Since when is Gore Vidal an expert on anti-Semitism?

Nevermind that being the victim of anti-Semitism doesn’t automatically make you not a rapist, (thanks Melissa), let’s take a look at some of this man’s philosemitic work, shall we?

Vidal’s much-noted distaste for Jews and Judaism comes through most clearly in three essays written from 1970 to 1981. It is rooted in a standard Nietzschean genealogy of morals — Judaism was a slave-religion that, through Christianity, transmitted its ignoble principles to the whole West — and flavored with an aristocratic contempt for Jews as arrivistes. Admittedly, when criticizing the outrageously stupid comments on homosexuality made by Jewish neoconservatives such as Norman Podhoretz, Midge Decter, and Joseph Epstein, Vidal is in the right. But he puts himself in the wrong when he refers to Jewish writers as “Rabbi” and calls attention to “the rabbinical mind” of one; when he mentions “[Alfred] Kazin and his kind,” says that Hilton Kramer’s criticism of Garry Wills and himself must be “because we are not Jewish,” and calls Podhoretz “a publicist for Israel”; when he describes New York Jewish intellectuals as a “new class,” and then says that “no matter how crowded and noisy a room, one can always detect the new-class person’s nasal whine”; and when he repeatedly insinuates that it is “unwise” for Jews to criticize homosexuals because they “will be in the same gas chambers as the blacks and the faggots.” Every individual remark can be extenuated — at times it even seems that Vidal writes out of a disappointed love of Jews, whom he expects to be liberal on all issues — but the cluster of hostile, sneering, scornful references leaves a very unpleasant taste. There seems no reason, other than anti-Semitic compulsion, for three of the 14 essays in a book ostensibly about sex to be, in reality, attacks on Judaism and on individual Jews.
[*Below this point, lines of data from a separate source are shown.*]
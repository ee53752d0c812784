//! Planner configuration.
//!
//! Typically deserialised from a JSON file by the application and handed to
//! [`generate_routes`][crate::generate_routes] or the `fr-planner` builder.
//! Every field has a default, so a partial (or empty) JSON object is a valid
//! configuration:
//!
//! ```json
//! { "top_k": 5, "limits": { "max_events_per_day": 24, "on_overflow": "truncate" } }
//! ```

use serde::{Deserialize, Serialize};

use crate::{RouteError, RouteResult, Score, MAX_DAY_EVENTS};

// ── ScoreWeights ──────────────────────────────────────────────────────────────

/// Constants of the scoring function.
///
/// `score = per_event * len + gap_bonus * (#consecutive gaps in [gap_min, gap_max])`
#[derive(Copy, Clone, Debug, PartialEq, Eq, Serialize, Deserialize)]
#[serde(default)]
pub struct ScoreWeights {
    pub per_event: Score,
    pub gap_bonus: Score,
    /// Shortest gap (minutes, inclusive) that earns the bonus.
    pub gap_min:   u32,
    /// Longest gap (minutes, inclusive) that earns the bonus.
    pub gap_max:   u32,
}

impl Default for ScoreWeights {
    fn default() -> Self {
        Self { per_event: 100, gap_bonus: 10, gap_min: 15, gap_max: 60 }
    }
}

// ── SearchLimits ──────────────────────────────────────────────────────────────

/// What to do when a day exceeds a [`SearchLimits`] bound.
#[derive(Copy, Clone, Debug, Default, PartialEq, Eq, Serialize, Deserialize)]
#[serde(rename_all = "lowercase")]
pub enum OverflowPolicy {
    /// Fail with `RouteError::SearchSpaceExceeded`.
    #[default]
    Reject,
    /// Search only up to the bound and flag the day as truncated.
    Truncate,
}

/// Bounds on the per-day search.  The number of conflict-free subsets of a
/// day with `n` mutually compatible events is `2^n - 1`.
#[derive(Copy, Clone, Debug, PartialEq, Eq, Serialize, Deserialize)]
#[serde(default)]
pub struct SearchLimits {
    /// Largest day searched.  Never more than [`MAX_DAY_EVENTS`].
    pub max_events_per_day: usize,
    /// Most candidate routes emitted for a single day.
    pub max_candidates:     usize,
    pub on_overflow:        OverflowPolicy,
}

impl Default for SearchLimits {
    fn default() -> Self {
        Self {
            max_events_per_day: 20,
            max_candidates:     1 << 20,
            on_overflow:        OverflowPolicy::Reject,
        }
    }
}

// ── PlannerConfig ─────────────────────────────────────────────────────────────

#[derive(Copy, Clone, Debug, PartialEq, Eq, Serialize, Deserialize)]
#[serde(default)]
pub struct PlannerConfig {
    /// Number of routes returned across all days.
    pub top_k:   usize,
    pub weights: ScoreWeights,
    pub limits:  SearchLimits,
}

impl ScoreWeights {
    /// Largest `per_event` or `gap_bonus` accepted by
    /// [`PlannerConfig::validate`].  A full day of [`MAX_DAY_EVENTS`] events
    /// with every gap rewarded stays below `Score::MAX`.
    pub const MAX_WEIGHT: Score = Score::MAX / (2 * MAX_DAY_EVENTS as Score);
}

impl PlannerConfig {
    pub const DEFAULT_TOP_K: usize = 3;

    /// Reject configurations the generator cannot honour.
    pub fn validate(&self) -> RouteResult<()> {
        if self.top_k == 0 {
            return Err(RouteError::Config("top_k must be at least 1".into()));
        }
        let weights = [("per_event", self.weights.per_event), ("gap_bonus", self.weights.gap_bonus)];
        for (name, weight) in weights {
            if !(0..=ScoreWeights::MAX_WEIGHT).contains(&weight) {
                return Err(RouteError::Config(format!(
                    "{name} must be in 0..={}, got {weight}",
                    ScoreWeights::MAX_WEIGHT
                )));
            }
        }
        if self.weights.gap_min > self.weights.gap_max {
            return Err(RouteError::Config(format!(
                "gap_min ({}) is greater than gap_max ({})",
                self.weights.gap_min, self.weights.gap_max
            )));
        }
        if self.limits.max_events_per_day == 0 || self.limits.max_events_per_day > MAX_DAY_EVENTS {
            return Err(RouteError::Config(format!(
                "max_events_per_day must be in 1..={MAX_DAY_EVENTS}, got {}",
                self.limits.max_events_per_day
            )));
        }
        if self.limits.max_candidates == 0 {
            return Err(RouteError::Config("max_candidates must be at least 1".into()));
        }
        Ok(())
    }
}

impl Default for PlannerConfig {
    fn default() -> Self {
        Self {
            top_k:   Self::DEFAULT_TOP_K,
            weights: ScoreWeights::default(),
            limits:  SearchLimits::default(),
        }
    }
}
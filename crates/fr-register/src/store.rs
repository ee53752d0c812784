//! The `RegistrationStore` trait and its in-memory implementation.

use std::collections::BTreeSet;

use async_trait::async_trait;
use fr_core::{EventId, UserId};
use parking_lot::Mutex;

use crate::{RegistrationError, RegistrationResult};

/// Persistent `(user, event)` registrations.
///
/// Implementations must be safe to call concurrently: the coordinator issues
/// every registration of a selection at once.
#[async_trait]
pub trait RegistrationStore: Send + Sync {
    /// Register `user` for `event`.
    ///
    /// Fails with [`RegistrationError::AlreadyRegistered`] if the pair is
    /// already present.
    async fn register(&self, user: UserId, event: EventId) -> RegistrationResult<()>;

    /// Remove a registration.  Returns `false` if there was none.
    async fn cancel(&self, user: UserId, event: EventId) -> RegistrationResult<bool>;

    /// Events `user` is registered for, ascending by id.
    async fn registrations_for(&self, user: UserId) -> RegistrationResult<Vec<EventId>>;

    /// Drop every registration for `event` (the event was deleted).
    /// Returns the number removed.
    async fn cancel_event(&self, event: EventId) -> RegistrationResult<usize>;

    /// Total registrations across all users.
    async fn count(&self) -> RegistrationResult<usize>;
}

// ── MemoryRegistrationStore ───────────────────────────────────────────────────

/// Registrations held in a `BTreeSet` behind a mutex.
///
/// Optionally restricted to a fixed set of event ids, in which case
/// registering for anything else fails with
/// [`RegistrationError::UnknownEvent`].
#[derive(Debug, Default)]
pub struct MemoryRegistrationStore {
    entries: Mutex<BTreeSet<(UserId, EventId)>>,
    known:   Option<BTreeSet<EventId>>,
}

impl MemoryRegistrationStore {
    /// An empty store accepting any event id.
    pub fn new() -> Self {
        Self::default()
    }

    /// An empty store that only accepts the given event ids.
    pub fn with_known_events<I: IntoIterator<Item = EventId>>(events: I) -> Self {
        Self {
            entries: Mutex::new(BTreeSet::new()),
            known:   Some(events.into_iter().collect()),
        }
    }

    pub fn len(&self) -> usize {
        self.entries.lock().len()
    }

    pub fn is_empty(&self) -> bool {
        self.entries.lock().is_empty()
    }

    pub fn contains(&self, user: UserId, event: EventId) -> bool {
        self.entries.lock().contains(&(user, event))
    }
}

#[async_trait]
impl RegistrationStore for MemoryRegistrationStore {
    async fn register(&self, user: UserId, event: EventId) -> RegistrationResult<()> {
        if let Some(known) = &self.known {
            if !known.contains(&event) {
                return Err(RegistrationError::UnknownEvent(event));
            }
        }
        if self.entries.lock().insert((user, event)) {
            Ok(())
        } else {
            Err(RegistrationError::AlreadyRegistered { user, event })
        }
    }

    async fn cancel(&self, user: UserId, event: EventId) -> RegistrationResult<bool> {
        Ok(self.entries.lock().remove(&(user, event)))
    }

    async fn registrations_for(&self, user: UserId) -> RegistrationResult<Vec<EventId>> {
        let entries = self.entries.lock();
        Ok(entries
            .range((user, EventId(u32::MIN))..=(user, EventId(u32::MAX)))
            .map(|&(_, event)| event)
            .collect())
    }

    async fn cancel_event(&self, event: EventId) -> RegistrationResult<usize> {
        let mut entries = self.entries.lock();
        let before = entries.len();
        entries.retain(|&(_, e)| e != event);
        Ok(before - entries.len())
    }

    async fn count(&self) -> RegistrationResult<usize> {
        Ok(self.len())
    }
}
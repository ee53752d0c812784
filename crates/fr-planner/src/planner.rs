//! `RoutePlanner` — one planning request from selection to outcome.

use fr_catalog::EventCatalog;
use fr_core::{Event, EventId, EventRecord, UserId};
use fr_register::{RegistrationCoordinator, RegistrationReport, RegistrationStore};
use fr_route::{
    generate_routes, DaySummary, PlannerConfig, RankedResult, RouteError, RoutePlan, RouteResult,
};
use tokio::task::{self, JoinError};
use tracing::{info, warn};

use crate::{PlanObserver, PlannerResult};

// ── PlanOutcome ───────────────────────────────────────────────────────────────

/// Everything one [`RoutePlanner::plan`] call produced.
#[derive(Debug)]
pub struct PlanOutcome {
    /// The ranked routes, or the route generator's error.  A search task
    /// that panicked shows up here as `RouteError::SearchFailed`.
    pub routes:        RouteResult<RankedResult>,
    /// One outcome per id of the selection, in selection order.
    pub registrations: RegistrationReport,
    /// Per-day search summaries, ascending by date.  Empty if route
    /// generation failed.
    pub days:          Vec<DaySummary>,
}

impl PlanOutcome {
    fn empty() -> Self {
        Self {
            routes:        Ok(RankedResult::default()),
            registrations: RegistrationReport::default(),
            days:          Vec::new(),
        }
    }
}

/// Admin statistics.
#[derive(Copy, Clone, Debug, PartialEq, Eq)]
pub struct PlannerStats {
    pub events:        usize,
    pub days:          usize,
    pub registrations: usize,
}

/// Split a finished search task into the ranking and its day summaries.
/// A task that did not complete becomes [`RouteError::SearchFailed`].
pub(crate) fn settle_search(
    search: Result<RouteResult<RoutePlan>, JoinError>,
) -> (RouteResult<RankedResult>, Vec<DaySummary>) {
    match search {
        Ok(Ok(plan)) => (Ok(plan.ranked), plan.days),
        Ok(Err(e)) => (Err(e), Vec::new()),
        Err(e) => (Err(RouteError::SearchFailed(e.to_string())), Vec::new()),
    }
}

// ── RoutePlanner ──────────────────────────────────────────────────────────────

/// Owns the event catalogue and a registration store.  Build with
/// [`PlannerBuilder`][crate::PlannerBuilder].
pub struct RoutePlanner<S: RegistrationStore> {
    pub(crate) catalog: EventCatalog,
    pub(crate) store:   S,
    pub(crate) config:  PlannerConfig,
}

impl<S: RegistrationStore> RoutePlanner<S> {
    pub fn catalog(&self) -> &EventCatalog {
        &self.catalog
    }

    pub fn store(&self) -> &S {
        &self.store
    }

    pub fn config(&self) -> &PlannerConfig {
        &self.config
    }

    /// Plan routes for `user` over `selection` and register the user for
    /// every selected event.
    ///
    /// An empty selection returns an empty outcome without touching the
    /// store.  Every id must be in the catalogue; otherwise the call fails
    /// with [`PlannerError::Catalog`][crate::PlannerError::Catalog] before any registration is issued.
    /// Duplicate ids count once for routing but are each registered.
    pub async fn plan<O>(
        &self,
        user:      UserId,
        selection: &[EventId],
        observer:  &mut O,
    ) -> PlannerResult<PlanOutcome>
    where
        O: PlanObserver + ?Sized,
    {
        if selection.is_empty() {
            info!(%user, "empty selection, nothing to plan");
            observer.on_ranked(&RankedResult::default());
            return Ok(PlanOutcome::empty());
        }

        let events = self.catalog.resolve(selection)?;
        let config = self.config;

        let search = task::spawn_blocking(move || generate_routes(&events, &config));
        let coordinator = RegistrationCoordinator::new(&self.store);
        let (search, registrations) =
            tokio::join!(search, coordinator.register_all(user, selection));

        let (routes, days) = settle_search(search);
        if let Err(e) = &routes {
            warn!(%user, error = %e, "route generation failed");
        }

        for day in &days {
            observer.on_day_searched(day);
        }
        if let Ok(ranked) = &routes {
            observer.on_ranked(ranked);
        }
        for (event, outcome) in registrations.iter() {
            observer.on_registration(*event, outcome);
        }

        info!(
            %user,
            selected = selection.len(),
            days = days.len(),
            routes = routes.as_ref().map_or(0, RankedResult::len),
            best_score = ?routes.as_ref().ok().and_then(|r| r.best()).map(|r| r.score),
            registered = registrations.registered(),
            failed_registrations = registrations.failed(),
            "plan complete"
        );

        Ok(PlanOutcome { routes, registrations, days })
    }

    /// Events `user` is registered for, in date and start order.  Ids no
    /// longer in the catalogue are skipped.
    pub async fn registrations_for(&self, user: UserId) -> PlannerResult<Vec<&Event>> {
        let ids = self.store.registrations_for(user).await?;
        let mut events: Vec<&Event> = ids.into_iter().filter_map(|id| self.catalog.get(id)).collect();
        events.sort_by_key(|e| (e.date, e.start, e.id));
        Ok(events)
    }

    /// Cancel one registration.  Returns `false` if there was none.
    pub async fn cancel(&self, user: UserId, event: EventId) -> PlannerResult<bool> {
        Ok(self.store.cancel(user, event).await?)
    }

    /// Add an event to the catalogue.
    pub fn add_event(&mut self, record: EventRecord) -> PlannerResult<&Event> {
        Ok(self.catalog.insert(record)?)
    }

    /// Delete an event and every registration for it.
    pub async fn remove_event(&mut self, id: EventId) -> PlannerResult<Event> {
        let event = self.catalog.remove(id)?;
        let dropped = self.store.cancel_event(id).await?;
        info!(event = %id, registrations = dropped, "event removed");
        Ok(event)
    }

    pub async fn stats(&self) -> PlannerResult<PlannerStats> {
        let catalog = self.catalog.stats();
        Ok(PlannerStats {
            events:        catalog.events,
            days:          catalog.days,
            registrations: self.store.count().await?,
        })
    }
}
//! Time-of-day model.
//!
//! # Design
//!
//! All schedule arithmetic happens on integer minutes since midnight:
//!
//!   start = hours * 60 + minutes
//!   end   = start + duration
//!
//! `end` may run past 1440 for events that finish after midnight; the event
//! still belongs to the calendar date it starts on.  Integer minutes keep
//! conflict tests and gap computations exact.

use std::fmt;
use std::str::FromStr;

use chrono::{NaiveTime, Timelike};

// ── ClockTime ─────────────────────────────────────────────────────────────────

/// A wall-clock start time with minute resolution, stored as minutes since
/// midnight (`0..1440`).
#[derive(Copy, Clone, PartialEq, Eq, PartialOrd, Ord, Hash, Debug, Default)]
pub struct ClockTime(u16);

impl ClockTime {
    pub const MIDNIGHT: ClockTime = ClockTime(0);

    /// Build from hour and minute.  Returns `None` outside `00:00..=23:59`.
    pub fn from_hm(hour: u32, minute: u32) -> Option<ClockTime> {
        if hour < 24 && minute < 60 {
            Some(ClockTime((hour * 60 + minute) as u16))
        } else {
            None
        }
    }

    /// Minutes since midnight.
    #[inline]
    pub fn minutes(self) -> u32 {
        self.0 as u32
    }

    #[inline]
    pub fn hour(self) -> u32 {
        self.minutes() / 60
    }

    #[inline]
    pub fn minute(self) -> u32 {
        self.minutes() % 60
    }
}

impl FromStr for ClockTime {
    type Err = chrono::ParseError;

    /// Parse an `HH:MM` string.
    fn from_str(s: &str) -> Result<ClockTime, Self::Err> {
        let t = NaiveTime::parse_from_str(s.trim(), "%H:%M")?;
        Ok(ClockTime((t.hour() * 60 + t.minute()) as u16))
    }
}

impl fmt::Display for ClockTime {
    fn fmt(&self, f: &mut fmt::Formatter<'_>) -> fmt::Result {
        write!(f, "{:02}:{:02}", self.hour(), self.minute())
    }
}

// ── Interval ──────────────────────────────────────────────────────────────────

/// Half-open `[start, end)` span in minutes since midnight.
#[derive(Copy, Clone, PartialEq, Eq, Hash, Debug)]
pub struct Interval {
    pub start: u32,
    pub end:   u32,
}

impl Interval {
    /// Interval beginning at `start` and lasting `duration_min` minutes.
    /// The end saturates at `u32::MAX`, so it never precedes the start.
    #[inline]
    pub fn new(start: ClockTime, duration_min: u32) -> Interval {
        let start = start.minutes();
        Interval { start, end: start.saturating_add(duration_min) }
    }

    #[inline]
    pub fn len(&self) -> u32 {
        self.end - self.start
    }

    #[inline]
    pub fn is_empty(&self) -> bool {
        self.end == self.start
    }

    /// `true` if the two spans overlap.  Touching endpoints
    /// (`a.end == b.start`) do not conflict.
    #[inline]
    pub fn conflicts_with(&self, other: &Interval) -> bool {
        self.start < other.end && self.end > other.start
    }

    /// Idle minutes between the end of `self` and the start of `next`.
    /// Negative when the two overlap.
    #[inline]
    pub fn gap_to(&self, next: &Interval) -> i64 {
        next.start as i64 - self.end as i64
    }
}

impl fmt::Display for Interval {
    fn fmt(&self, f: &mut fmt::Formatter<'_>) -> fmt::Result {
        write!(f, "[{}, {})", self.start, self.end)
    }
}
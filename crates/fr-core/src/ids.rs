//! Strongly typed identifier wrappers.
//!
//! Ids come from the external event/user store (SQLite `INTEGER PRIMARY
//! KEY`), so they are opaque here: the core only compares, orders and hashes
//! them.  On the wire they serialise as bare integers.

use std::fmt;

/// Generate a typed ID wrapper around a primitive integer.
macro_rules! typed_id {
    ($(#[$attr:meta])* $vis:vis struct $name:ident($inner:ty);) => {
        $(#[$attr])*
        #[derive(Copy, Clone, PartialEq, Eq, Hash, PartialOrd, Ord, Debug)]
        #[derive(serde::Serialize, serde::Deserialize)]
        #[serde(transparent)]
        $vis struct $name(pub $inner);

        impl $name {
            /// The raw store identifier.
            #[inline(always)]
            pub fn get(self) -> $inner {
                self.0
            }
        }

        impl fmt::Display for $name {
            fn fmt(&self, f: &mut fmt::Formatter<'_>) -> fmt::Result {
                write!(f, "{}({})", stringify!($name), self.0)
            }
        }

        impl From<$inner> for $name {
            #[inline(always)]
            fn from(raw: $inner) -> $name {
                $name(raw)
            }
        }
    };
}

typed_id! {
    /// Identifier of an event in the event store.
    pub struct EventId(u32);
}

typed_id! {
    /// Identifier of the user on whose behalf routes are planned and
    /// registrations are issued.
    pub struct UserId(u32);
}
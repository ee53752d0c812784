use std::fmt;

use chrono::NaiveDate;
use thiserror::Error;

/// Which search bound a day ran into.
#[derive(Copy, Clone, Debug, PartialEq, Eq)]
pub enum SearchLimit {
    /// The day holds more events than `max_events_per_day`.
    Events { count: usize, max: usize },
    /// The day yields more conflict-free subsets than `max_candidates`.
    Candidates { max: usize },
}

impl fmt::Display for SearchLimit {
    fn fmt(&self, f: &mut fmt::Formatter<'_>) -> fmt::Result {
        match self {
            SearchLimit::Events { count, max } => {
                write!(f, "{count} events exceed the limit of {max} per day")
            }
            SearchLimit::Candidates { max } => {
                write!(f, "more than {max} candidate routes")
            }
        }
    }
}

#[derive(Debug, Clone, PartialEq, Eq, Error)]
pub enum RouteError {
    #[error("search space too large on {date}: {limit}")]
    SearchSpaceExceeded { date: NaiveDate, limit: SearchLimit },

    #[error("planner configuration error: {0}")]
    Config(String),

    /// The search did not run to completion (for example its task panicked).
    #[error("route search failed: {0}")]
    SearchFailed(String),
}

pub type RouteResult<T> = Result<T, RouteError>;
//! Flat row type for tabular output.

use fr_route::RankedResult;

/// One event of one ranked route.
#[derive(Clone, Debug, PartialEq, Eq)]
pub struct RouteStopRow {
    /// 1-based position of the route in the ranking.
    pub rank:       u32,
    pub date:       String,
    pub score:      i64,
    pub event_id:   u32,
    pub name:       String,
    pub start_time: String,
    /// `HH:MM`; hours above 23 mean the event ends after midnight.
    pub end_time:   String,
    pub location:   String,
}

impl RouteStopRow {
    pub const HEADER: [&'static str; 8] =
        ["rank", "date", "score", "event_id", "name", "start_time", "end_time", "location"];

    /// Flatten a ranking into rows, routes in rank order and stops in
    /// start order.
    pub fn from_ranked(result: &RankedResult) -> Vec<RouteStopRow> {
        result
            .iter()
            .enumerate()
            .flat_map(|(i, route)| {
                route.events.iter().map(move |event| RouteStopRow {
                    rank:       i as u32 + 1,
                    date:       route.date.to_string(),
                    score:      route.score,
                    event_id:   event.id.get(),
                    name:       event.name.clone(),
                    start_time: event.start.to_string(),
                    end_time:   clock(event.end_minutes()),
                    location:   event.location.clone(),
                })
            })
            .collect()
    }

    pub fn to_record(&self) -> [String; 8] {
        [
            self.rank.to_string(),
            self.date.clone(),
            self.score.to_string(),
            self.event_id.to_string(),
            self.name.clone(),
            self.start_time.clone(),
            self.end_time.clone(),
            self.location.clone(),
        ]
    }
}

fn clock(minutes: u32) -> String {
    format!("{:02}:{:02}", minutes / 60, minutes % 60)
}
I do think that the writer is on to something here, at the end: this is a familiar pattern with anti-Semites. There is an admiration based on a kind of imagined camaraderie, for any number of reasons; Martin Luther, for example, was far more positive when he imagined our rejection of Christianity was more due to malfeasance from the Catholics than doctrinal or theological reasons.

However, more to the point: given what this man has previously written about Jews, why should anyone take his analysis of anti-Semitism seriously?